John austin While America was transfixed by O.J. Simpson and his low-speed chase in a white Ford Bronco, the worst humanitarian tragedy since WWII was taking place in Rwanda.Don Cheadle excels as the Hutu manager of a Belgian luxury hotel who does whatever is necessary to save as many people as possible while a Hutu militia, largely incited by government radio, engage in an unrelenting slaughter of Rwanda's Tutsi minority. Cheadle and the people he is trying to protect hold out in the hotel protected only by a small contingent of UN troops led by Nick Nolte, whose number one order is to avoid a firefight with the locals. Cheadle effectively balances diplomacy and bribery to keep the Hutu warlords out of the hotel and to buy precious time for him and his people to ride out the massacre.
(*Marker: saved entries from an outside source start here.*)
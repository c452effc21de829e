//! Presentation-layer publish point for the current display
//!
//! The supervisor writes the active display handle here once per start;
//! the UI layer (and `current_display`) reads it lock-free.

use arc_swap::ArcSwapOption;

use super::DisplayHandle;

/// Shared slot holding the currently active display, if any.
#[derive(Default)]
pub struct DisplayRegistry {
    current: ArcSwapOption<DisplayHandle>,
}

impl DisplayRegistry {
    pub fn new() -> Self {
        Self::default()
    }

    /// Publish the display of a freshly started run
    pub fn publish(&self, handle: DisplayHandle) {
        self.current.store(Some(std::sync::Arc::new(handle)));
        tracing::info!("Published display {}", handle);
    }

    /// Clear the slot on teardown
    pub fn clear(&self) {
        self.current.store(None);
    }

    /// Read the current display; `None` before any start and after stop
    pub fn get(&self) -> Option<DisplayHandle> {
        self.current.load().as_deref().copied()
    }
}
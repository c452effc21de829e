//! Media session broker configuration

use std::path::PathBuf;

use serde::{Deserialize, Serialize};

/// Broker configuration
#[derive(Debug, Clone, Serialize, Deserialize)]
pub struct BrokerConfig {
    /// STUN server URLs
    pub stun_servers: Vec<String>,
    /// TURN server configuration
    pub turn_servers: Vec<TurnServer>,
    /// Codec used for the shared relay output tracks
    pub video_codec: VideoCodec,
    /// Ogg/Opus file offered to each peer as the local audio source
    /// (skipped when absent)
    pub audio_source: Option<PathBuf>,
    /// Record inbound audio here; `None` means a discard sink
    pub record_to: Option<PathBuf>,
    /// Maximum concurrent sessions
    pub max_sessions: usize,
}

impl Default for BrokerConfig {
    fn default() -> Self {
        Self {
            // Empty STUN servers for local connections - host candidates work directly
            // For remote access, configure STUN/TURN servers
            stun_servers: vec![],
            turn_servers: vec![],
            video_codec: VideoCodec::Vp8,
            audio_source: None,
            record_to: None,
            max_sessions: 16,
        }
    }
}

/// TURN server configuration
#[derive(Debug, Clone, Serialize, Deserialize)]
pub struct TurnServer {
    /// TURN server URLs; multiple URLs allow fallback between UDP and
    /// TCP transports
    pub urls: Vec<String>,
    /// Username for TURN authentication
    pub username: String,
    /// Credential for TURN authentication
    pub credential: String,
}

/// Video codec preference for relay output tracks
#[derive(Debug, Clone, Copy, PartialEq, Eq, Serialize, Deserialize)]
#[serde(rename_all = "lowercase")]
pub enum VideoCodec {
    H264,
    Vp8,
    Vp9,
}

impl VideoCodec {
    pub fn mime_type(&self) -> &'static str {
        match self {
            VideoCodec::H264 => "video/H264",
            VideoCodec::Vp8 => "video/VP8",
            VideoCodec::Vp9 => "video/VP9",
        }
    }

    pub fn sdp_fmtp(&self) -> &'static str {
        match self {
            VideoCodec::H264 => {
                "level-asymmetry-allowed=1;packetization-mode=1;profile-level-id=42e01f"
            }
            VideoCodec::Vp8 => "",
            VideoCodec::Vp9 => "profile-id=0",
        }
    }
}

impl std::fmt::Display for VideoCodec {
    fn fmt(&self, f: &mut std::fmt::Formatter<'_>) -> std::fmt::Result {
        match self {
            VideoCodec::H264 => write!(f, "H.264"),
            VideoCodec::Vp8 => write!(f, "VP8"),
            VideoCodec::Vp9 => write!(f, "VP9"),
        }
    }
}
The film accurately portrays the total failure of the "world community" to take action that could have prevented the massacre of hundreds of thousands. The UN and other organizations have detailed files and reports of this occurrence that can be read on line by anyone who is interested in this. In those files you will learn there was a similar incident there in 1970 that claimed 100,000 lives. They're real good at writing up reports after the fact, but they were useless in preventing or limiting this tragedy. That's essentially what this movie tells us as well.
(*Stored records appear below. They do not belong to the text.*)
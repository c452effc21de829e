//! xcast - Headless application streaming
//!
//! This crate turns a headless GUI application into a live, remotely
//! viewable session: a supervised Xvfb + guest + encoder pipeline, and
//! a WebRTC broker relaying media to concurrent remote viewers.

pub mod display;
pub mod error;
pub mod events;
pub mod process;
pub mod state;
pub mod supervisor;
pub mod web;
pub mod webrtc;

pub use error::{AppError, Result};
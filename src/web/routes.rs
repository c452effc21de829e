//! Thin signaling and state surface
//!
//! One transport adapter over the core: exchange one offer for one
//! answer, read the published display, list live sessions. No
//! templating, no assets, no auth.

use std::sync::Arc;

use axum::{
    extract::State,
    routing::{get, post},
    Json, Router,
};
use serde::Serialize;
use tower_http::trace::TraceLayer;

use crate::error::{AppError, Result};
use crate::state::AppState;
use crate::webrtc::{AnswerResponse, OfferRequest, SdpOffer, SessionDescriptor};

pub fn create_router(state: Arc<AppState>) -> Router {
    Router::new()
        .route("/offer", post(offer))
        .route("/display", get(display))
        .route("/sessions", get(sessions))
        .route("/health", get(health))
        .layer(TraceLayer::new_for_http())
        .with_state(state)
}

/// Exchange an SDP offer for an answer
async fn offer(
    State(state): State<Arc<AppState>>,
    Json(request): Json<OfferRequest>,
) -> Result<Json<AnswerResponse>> {
    if request.kind != "offer" {
        return Err(AppError::Negotiation(format!(
            "expected description type \"offer\", got {:?}",
            request.kind
        )));
    }

    let answer = state.broker.negotiate(SdpOffer::new(request.sdp)).await?;
    Ok(Json(AnswerResponse::new(answer)))
}

#[derive(Serialize)]
struct DisplayResponse {
    /// Display number of the active run, absent when stopped
    display: Option<u32>,
}

/// Read the published display handle
async fn display(State(state): State<Arc<AppState>>) -> Json<DisplayResponse> {
    Json(DisplayResponse {
        display: state.display_registry.get().map(|handle| handle.0),
    })
}

/// List live sessions
async fn sessions(State(state): State<Arc<AppState>>) -> Json<Vec<SessionDescriptor>> {
    Json(state.broker.list_sessions().await)
}

async fn health() -> &'static str {
    "ok"
}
Pablo For starters, I really enjoyed watching this film. The first time I watched it, about 4 years ago, I didn't really pick much up from it. The second time I watched it (this time), I understood so much more and the movie left a much greater impact on me this time. I never really knew there was a genocide in Rwanda, or in any countries really except for the Holocaust. This really opened my eyes about third world countries and in how horrible of a condition most are. One thing I really enjoyed about the film was production quality in general. It has definitely been the highest quality movie we've seen so far in my opinion, aside from films like City of God. I also liked how there were some famous actors in this movie like Jean Reno and Don Cheadle. I feel like these actors helped the movie a lot in terms of how many people would go see it. Since people want to see movies with the actors they like in it, why not make the movie about a serious global issue to bring more eyes to it? There weren't many things I did not like about the movie, if any at all. I felt like some of the not famous actors didn't do the best job, but they still made the movie great. I really liked in the end how Paul and his family found the lost kids of their family friends and how he adopted the entire group almost of lost kids.